Mobile V-MoEs Scaling Down Vision Transformers via Sparse Mixture-of-Experts

[ mixture-of-experts multimodal deep-learning transformer ]

This is my reading note for Mobile V-MoEs Scaling Down Vision Transformers via Sparse Mixture-of-Experts. This paper proposes a new mixture of experts to reduce the cost of vision transformer. There are two contributions, I) use image level instead of patch level mixture to reduce cost; 2) use super class based router to select experts so each expert could focus on a few related class.

Introduction

In this work, we instead explore the use of sparse MoEs to scale down Vision Transformers (ViTs) to make them more attractive for resource-constrained vision applications. To this end, we propose a simplified and mobile-friendly MoE design where entire images rather than individual patches are routed to the experts. We also propose a stable MoE training procedure that uses super-class information to guide the router. We empirically show that our sparse Mobile Vision MoEs (V-MoEs) can achieve a better trade-off between performance and efficiency than the corresponding dense ViTs. For example, for the ViT-Tiny model, our Mobile V-MoE outperforms its dense counterpart by 3.39% on ImageNet1k. For an even smaller ViT variant with only 54M FLOPs inference cost, our MoE achieves an improvement of 4.66%. (p. 1)

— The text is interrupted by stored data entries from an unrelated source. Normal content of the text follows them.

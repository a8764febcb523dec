//! Optional gzip compression around another codec.

use crate::error::{CodecError, CodecResult};
use crate::{Decoder, Encoder};
use flate2::read::GzDecoder;
use flate2::write::GzEncoder;
use flate2::Compression;
use std::borrow::Cow;
use std::io::{Read, Write};

/// Wraps an inner codec, gzip-compressing its payloads when `compressing` is set.
///
/// The wrapper implements [`Encoder`] only if the inner codec does, and
/// [`Decoder`] only if the inner codec does. Wrapping a decode-only decoder
/// therefore yields a decode-only decoder, which is how compressed legacy
/// archives are read.
///
/// Decoding swallows every failure: a corrupt or truncated gzip stream, or an
/// inner decode failure, is `None`.
///
/// # Example
///
/// ```
/// use filebuffer_codec::{CborCodec, Decoder, Encoder, GzipCodec};
///
/// let codec = GzipCodec::new(CborCodec::<String>::new(), true);
/// let bytes = codec.encode(&"compressed".to_string()).unwrap();
/// assert_eq!(&bytes[..2], &[0x1f, 0x8b]);
/// let decoded: Option<String> = codec.decode(&bytes);
/// assert_eq!(decoded.as_deref(), Some("compressed"));
/// ```
#[derive(Debug, Clone)]
pub struct GzipCodec<C> {
    inner: C,
    compressing: bool,
}

impl<C> GzipCodec<C> {
    /// Wraps `inner`; payloads are gzip streams when `compressing` is true.
    #[must_use]
    pub const fn new(inner: C, compressing: bool) -> Self {
        Self { inner, compressing }
    }

    /// Returns whether payloads are compressed.
    #[must_use]
    pub const fn is_compressing(&self) -> bool {
        self.compressing
    }

    /// Switches compression on or off.
    pub fn set_compressing(&mut self, compressing: bool) {
        self.compressing = compressing;
    }

    /// Returns the wrapped codec.
    #[must_use]
    pub fn inner(&self) -> &C {
        &self.inner
    }

    fn inflate<'a>(&self, bytes: &'a [u8]) -> CodecResult<Cow<'a, [u8]>> {
        if !self.compressing {
            return Ok(Cow::Borrowed(bytes));
        }
        let mut decoder = GzDecoder::new(bytes);
        let mut out = Vec::new();
        decoder
            .read_to_end(&mut out)
            .map_err(|e| CodecError::compression(e.to_string()))?;
        Ok(Cow::Owned(out))
    }

    fn deflate(&self, payload: Vec<u8>) -> CodecResult<Vec<u8>> {
        if !self.compressing {
            return Ok(payload);
        }
        let mut encoder = GzEncoder::new(Vec::new(), Compression::default());
        encoder
            .write_all(&payload)
            .map_err(|e| CodecError::compression(e.to_string()))?;
        encoder
            .finish()
            .map_err(|e| CodecError::compression(e.to_string()))
    }
}

impl<T, C: Encoder<T>> Encoder<T> for GzipCodec<C> {
    fn encode(&self, value: &T) -> CodecResult<Vec<u8>> {
        let payload = self.inner.encode(value)?;
        self.deflate(payload)
    }
}

impl<T, C: Decoder<T>> Decoder<T> for GzipCodec<C> {
    fn decode(&self, bytes: &[u8]) -> Option<T> {
        let payload = self.inflate(bytes).ok()?;
        self.inner.decode(&payload)
    }
}

#[cfg(test)]
mod tests {
    use super::*;
    use crate::CborCodec;

    /// Decode-only stand-in for a legacy text format.
    struct LinesDecoder;

    impl Decoder<Vec<String>> for LinesDecoder {
        fn decode(&self, bytes: &[u8]) -> Option<Vec<String>> {
            let text = std::str::from_utf8(bytes).ok()?;
            Some(text.lines().map(str::to_owned).collect())
        }
    }

    fn gzip(bytes: &[u8]) -> Vec<u8> {
        let mut encoder = GzEncoder::new(Vec::new(), Compression::fast());
        encoder.write_all(bytes).unwrap();
        encoder.finish().unwrap()
    }

    #[test]
    fn uncompressed_passthrough() {
        let codec = GzipCodec::new(CborCodec::<u32>::new(), false);
        let bytes = codec.encode(&7u32).unwrap();
        assert_eq!(bytes, CborCodec::<u32>::new().encode(&7).unwrap());
        let decoded: Option<u32> = codec.decode(&bytes);
        assert_eq!(decoded, Some(7));
    }

    #[test]
    fn compressed_roundtrip() {
        let codec = GzipCodec::new(CborCodec::<String>::new(), true);
        let value = "abc".repeat(200);
        let bytes = codec.encode(&value).unwrap();
        assert!(bytes.len() < value.len());
        let decoded: Option<String> = codec.decode(&bytes);
        assert_eq!(decoded, Some(value));
    }

    #[test]
    fn decode_only_legacy_reader() {
        let decoder = GzipCodec::new(LinesDecoder, true);
        let payload = gzip(b"first\nsecond\n");
        let decoded: Option<Vec<String>> = decoder.decode(&payload);
        assert_eq!(
            decoded,
            Some(vec!["first".to_string(), "second".to_string()])
        );
    }

    #[test]
    fn corrupt_stream_is_none() {
        let decoder = GzipCodec::new(LinesDecoder, true);
        let decoded: Option<Vec<String>> = decoder.decode(b"definitely not gzip");
        assert_eq!(decoded, None);

        let payload = gzip(b"first\nsecond\n");
        let decoded: Option<Vec<String>> = decoder.decode(&payload[..payload.len() / 2]);
        assert_eq!(decoded, None);
    }

    #[test]
    fn inner_failure_is_none() {
        let decoder = GzipCodec::new(LinesDecoder, true);
        let decoded: Option<Vec<String>> = decoder.decode(&gzip(&[0xff, 0xfe, 0xfd]));
        assert_eq!(decoded, None);
    }

    #[test]
    fn toggle_compression() {
        let mut codec = GzipCodec::new(CborCodec::<u8>::new(), false);
        assert!(!codec.is_compressing());
        codec.set_compressing(true);
        assert!(codec.is_compressing());
        let bytes = codec.encode(&1u8).unwrap();
        assert_eq!(&bytes[..2], &[0x1f, 0x8b]);
    }
}
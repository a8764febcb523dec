//! Forward iteration over a buffer.

use crate::buffer::{Fetch, IndexedFileBuffer};
use filebuffer_codec::Decoder;
use std::iter::FusedIterator;
use tracing::debug;

/// Lazy, forward-only iterator over the elements of an [`IndexedFileBuffer`].
///
/// Each step takes the buffer's lock on its own and checks the current size,
/// so there is no snapshot: elements added while iterating are yielded, and
/// a reset ends the iteration early. Elements that cannot be read are
/// skipped. Once exhausted the iterator stays exhausted; call
/// [`IndexedFileBuffer::iter`] again to start over.
pub struct Iter<'a, T, C> {
    buffer: &'a IndexedFileBuffer<T, C>,
    next: u64,
    done: bool,
}

impl<'a, T, C> Iter<'a, T, C> {
    pub(crate) fn new(buffer: &'a IndexedFileBuffer<T, C>) -> Self {
        Self {
            buffer,
            next: 0,
            done: false,
        }
    }

    /// Index of the element the next step will try.
    #[must_use]
    pub fn position(&self) -> u64 {
        self.next
    }
}

impl<T, C: Decoder<T>> Iterator for Iter<'_, T, C> {
    type Item = T;

    fn next(&mut self) -> Option<T> {
        while !self.done {
            let index = self.next;
            match self.buffer.fetch(index) {
                Fetch::Element(element) => {
                    self.next += 1;
                    return Some(element);
                }
                Fetch::Unreadable => {
                    debug!(index, "skipping unreadable element");
                    self.next += 1;
                }
                Fetch::OutOfRange => self.done = true,
            }
        }
        None
    }
}

impl<T, C: Decoder<T>> FusedIterator for Iter<'_, T, C> {}
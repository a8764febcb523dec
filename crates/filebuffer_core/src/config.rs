//! Buffer configuration.

/// Configuration for opening a buffer.
#[derive(Debug, Clone, Copy, PartialEq, Eq)]
pub struct BufferConfig {
    /// Whether to sync both files to disk after every write.
    pub sync_on_write: bool,

    /// Whether reopening with a magic value different from the persisted
    /// one is an error. When disabled the persisted header is trusted.
    pub verify_magic: bool,

    /// Whether missing parent directories are created, both at open time
    /// and when self-heal recreates a file.
    pub create_dirs: bool,
}

impl Default for BufferConfig {
    fn default() -> Self {
        Self {
            sync_on_write: false,
            verify_magic: true,
            create_dirs: true,
        }
    }
}

impl BufferConfig {
    /// Creates a new configuration with default values.
    #[must_use]
    pub fn new() -> Self {
        Self::default()
    }

    /// Sets whether to sync after every write.
    #[must_use]
    pub const fn sync_on_write(mut self, value: bool) -> Self {
        self.sync_on_write = value;
        self
    }

    /// Sets whether a magic value mismatch on reopen is an error.
    #[must_use]
    pub const fn verify_magic(mut self, value: bool) -> Self {
        self.verify_magic = value;
        self
    }

    /// Sets whether missing parent directories are created.
    #[must_use]
    pub const fn create_dirs(mut self, value: bool) -> Self {
        self.create_dirs = value;
        self
    }
}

MoEs are NNs that are partitioned into “experts”, which are trained jointly with a router to specialize on subsets of the data. In MoEs, each input is processed by only a small subset of model parameters (aka conditional computation) (p. 1)

Sparse MoEs were popularized in deep learning by [16], which introduced sparse MoE-layers as drop-in replacements for standard NN layers. Most recent MoEs are based on the Transformer [19], which processes individual input tokens; in accordance, recent MoEs also route individual input tokens to experts, i.e., image patches in the case of Vision Transformers (ViTs) [2, 13] (see Fig. 2b). Conditional computation as implemented by sparse MoEs has enabled the training of Transformers of unprecedented size [4] (p. 1)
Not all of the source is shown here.